__What this task involves__
Up to and including the line that contains "health check router.", reproduce every line exactly, beginning with the first line below.

------------------------------------------------------------

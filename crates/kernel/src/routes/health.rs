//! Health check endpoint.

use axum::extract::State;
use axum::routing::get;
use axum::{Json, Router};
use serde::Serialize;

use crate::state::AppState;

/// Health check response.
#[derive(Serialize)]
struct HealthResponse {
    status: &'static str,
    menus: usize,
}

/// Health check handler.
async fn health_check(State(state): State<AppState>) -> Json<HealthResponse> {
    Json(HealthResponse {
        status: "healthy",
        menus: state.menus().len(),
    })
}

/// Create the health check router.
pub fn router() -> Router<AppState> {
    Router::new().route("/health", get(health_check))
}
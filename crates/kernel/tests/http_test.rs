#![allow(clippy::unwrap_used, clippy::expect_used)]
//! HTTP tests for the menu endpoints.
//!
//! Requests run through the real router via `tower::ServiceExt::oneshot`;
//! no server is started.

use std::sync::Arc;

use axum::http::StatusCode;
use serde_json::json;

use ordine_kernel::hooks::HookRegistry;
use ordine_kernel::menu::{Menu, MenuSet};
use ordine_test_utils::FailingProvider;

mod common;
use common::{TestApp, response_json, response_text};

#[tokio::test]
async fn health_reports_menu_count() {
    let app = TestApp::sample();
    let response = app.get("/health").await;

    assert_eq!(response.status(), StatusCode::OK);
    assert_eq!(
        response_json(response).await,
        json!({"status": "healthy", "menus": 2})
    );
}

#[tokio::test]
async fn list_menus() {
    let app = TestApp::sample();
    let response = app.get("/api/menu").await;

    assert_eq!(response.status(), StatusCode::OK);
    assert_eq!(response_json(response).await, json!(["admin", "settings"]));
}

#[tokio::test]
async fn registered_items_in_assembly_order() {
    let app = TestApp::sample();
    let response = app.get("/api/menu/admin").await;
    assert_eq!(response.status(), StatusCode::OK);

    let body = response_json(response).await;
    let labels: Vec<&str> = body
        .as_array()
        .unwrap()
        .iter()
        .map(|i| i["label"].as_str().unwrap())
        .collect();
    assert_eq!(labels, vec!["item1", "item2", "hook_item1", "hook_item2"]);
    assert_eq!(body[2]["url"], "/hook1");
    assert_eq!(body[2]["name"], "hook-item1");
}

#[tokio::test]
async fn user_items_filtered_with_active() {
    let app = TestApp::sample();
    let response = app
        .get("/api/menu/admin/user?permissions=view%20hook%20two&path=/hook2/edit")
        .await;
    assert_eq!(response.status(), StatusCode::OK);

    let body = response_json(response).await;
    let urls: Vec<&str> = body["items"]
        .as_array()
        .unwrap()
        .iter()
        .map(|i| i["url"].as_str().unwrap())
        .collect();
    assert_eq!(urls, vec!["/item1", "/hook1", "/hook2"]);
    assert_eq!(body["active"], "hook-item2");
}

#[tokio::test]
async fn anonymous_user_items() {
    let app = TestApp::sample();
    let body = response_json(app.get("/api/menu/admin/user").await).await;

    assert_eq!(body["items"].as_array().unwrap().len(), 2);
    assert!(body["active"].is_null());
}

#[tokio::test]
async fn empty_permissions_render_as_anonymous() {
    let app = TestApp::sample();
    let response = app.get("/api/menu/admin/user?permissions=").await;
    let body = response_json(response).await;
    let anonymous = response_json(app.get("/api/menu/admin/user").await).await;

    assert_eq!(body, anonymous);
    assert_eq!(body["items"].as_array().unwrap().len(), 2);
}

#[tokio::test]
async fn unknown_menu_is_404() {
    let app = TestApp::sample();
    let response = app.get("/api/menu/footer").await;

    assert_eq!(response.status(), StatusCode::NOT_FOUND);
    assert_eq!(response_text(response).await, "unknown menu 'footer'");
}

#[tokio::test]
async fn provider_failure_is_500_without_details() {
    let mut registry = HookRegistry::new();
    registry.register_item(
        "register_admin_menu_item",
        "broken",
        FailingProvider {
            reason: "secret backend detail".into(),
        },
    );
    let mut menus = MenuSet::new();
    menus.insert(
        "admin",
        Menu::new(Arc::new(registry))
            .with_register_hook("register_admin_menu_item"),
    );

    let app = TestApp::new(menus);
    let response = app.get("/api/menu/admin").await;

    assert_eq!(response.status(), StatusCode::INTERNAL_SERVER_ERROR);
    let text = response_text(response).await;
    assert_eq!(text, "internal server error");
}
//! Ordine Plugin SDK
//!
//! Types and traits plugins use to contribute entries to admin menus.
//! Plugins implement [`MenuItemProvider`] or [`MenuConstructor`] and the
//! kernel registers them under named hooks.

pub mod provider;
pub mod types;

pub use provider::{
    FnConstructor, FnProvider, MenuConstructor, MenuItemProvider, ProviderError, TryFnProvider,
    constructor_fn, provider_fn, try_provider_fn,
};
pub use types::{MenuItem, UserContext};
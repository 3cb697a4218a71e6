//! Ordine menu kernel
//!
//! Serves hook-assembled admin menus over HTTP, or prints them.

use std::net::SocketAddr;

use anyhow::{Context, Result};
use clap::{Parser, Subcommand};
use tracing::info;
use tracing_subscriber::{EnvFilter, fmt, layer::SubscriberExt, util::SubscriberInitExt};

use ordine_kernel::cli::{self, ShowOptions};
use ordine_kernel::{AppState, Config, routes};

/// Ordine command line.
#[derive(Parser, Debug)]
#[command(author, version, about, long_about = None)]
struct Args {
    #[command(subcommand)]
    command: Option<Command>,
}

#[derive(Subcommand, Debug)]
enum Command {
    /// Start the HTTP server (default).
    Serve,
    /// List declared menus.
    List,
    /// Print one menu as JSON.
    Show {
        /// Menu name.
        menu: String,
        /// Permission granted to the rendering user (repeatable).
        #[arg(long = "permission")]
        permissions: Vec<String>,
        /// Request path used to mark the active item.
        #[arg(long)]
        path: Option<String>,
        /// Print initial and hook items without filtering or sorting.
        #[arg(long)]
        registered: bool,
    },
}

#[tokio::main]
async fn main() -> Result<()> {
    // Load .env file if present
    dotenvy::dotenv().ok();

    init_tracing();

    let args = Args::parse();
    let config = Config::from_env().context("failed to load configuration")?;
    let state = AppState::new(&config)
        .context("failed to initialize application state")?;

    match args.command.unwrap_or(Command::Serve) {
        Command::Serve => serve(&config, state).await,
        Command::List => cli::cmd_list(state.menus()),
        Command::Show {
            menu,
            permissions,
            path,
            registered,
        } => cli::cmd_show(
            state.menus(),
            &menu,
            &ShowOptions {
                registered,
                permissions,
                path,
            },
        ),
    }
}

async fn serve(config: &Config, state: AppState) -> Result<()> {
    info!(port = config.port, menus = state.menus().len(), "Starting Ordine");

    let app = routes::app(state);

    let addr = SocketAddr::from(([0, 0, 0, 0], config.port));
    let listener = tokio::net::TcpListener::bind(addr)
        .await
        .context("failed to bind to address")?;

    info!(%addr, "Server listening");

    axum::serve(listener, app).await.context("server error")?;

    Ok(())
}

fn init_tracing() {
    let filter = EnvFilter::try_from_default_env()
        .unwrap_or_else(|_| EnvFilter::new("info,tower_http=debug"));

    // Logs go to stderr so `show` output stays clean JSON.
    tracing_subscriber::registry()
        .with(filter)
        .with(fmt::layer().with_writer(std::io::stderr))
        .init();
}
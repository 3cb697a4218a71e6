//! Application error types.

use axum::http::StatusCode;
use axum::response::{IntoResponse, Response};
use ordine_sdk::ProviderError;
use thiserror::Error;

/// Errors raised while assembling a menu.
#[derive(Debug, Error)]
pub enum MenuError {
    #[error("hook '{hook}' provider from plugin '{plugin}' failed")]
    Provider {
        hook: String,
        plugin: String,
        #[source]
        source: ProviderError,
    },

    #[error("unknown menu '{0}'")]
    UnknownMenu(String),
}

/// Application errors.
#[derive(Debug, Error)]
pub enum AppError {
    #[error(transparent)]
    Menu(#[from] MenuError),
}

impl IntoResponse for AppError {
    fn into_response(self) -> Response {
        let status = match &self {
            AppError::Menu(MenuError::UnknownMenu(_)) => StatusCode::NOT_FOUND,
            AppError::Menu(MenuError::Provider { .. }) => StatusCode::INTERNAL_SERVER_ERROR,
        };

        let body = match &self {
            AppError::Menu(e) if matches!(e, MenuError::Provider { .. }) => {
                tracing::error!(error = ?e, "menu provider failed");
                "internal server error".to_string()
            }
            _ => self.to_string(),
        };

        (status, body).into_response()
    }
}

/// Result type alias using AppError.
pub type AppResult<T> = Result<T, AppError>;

------------------------------------------------------------

__Exercise response__
filename crates/kernel/src/routes/health.rs
//! Health check endpoint.

use axum::extract::State;
use axum::routing::get;
use axum::{Json, Router};
use serde::Serialize;

use crate::state::AppState;

/// Health check response.
#[derive(Serialize)]
struct HealthResponse {
    status: &'static str,
    menus: usize,
}

/// Health check handler.
async fn health_check(State(state): State<AppState>) -> Json<HealthResponse> {
    Json(HealthResponse {
        status: "healthy",
        menus: state.menus().len(),
    })
}

/// Create the health check router.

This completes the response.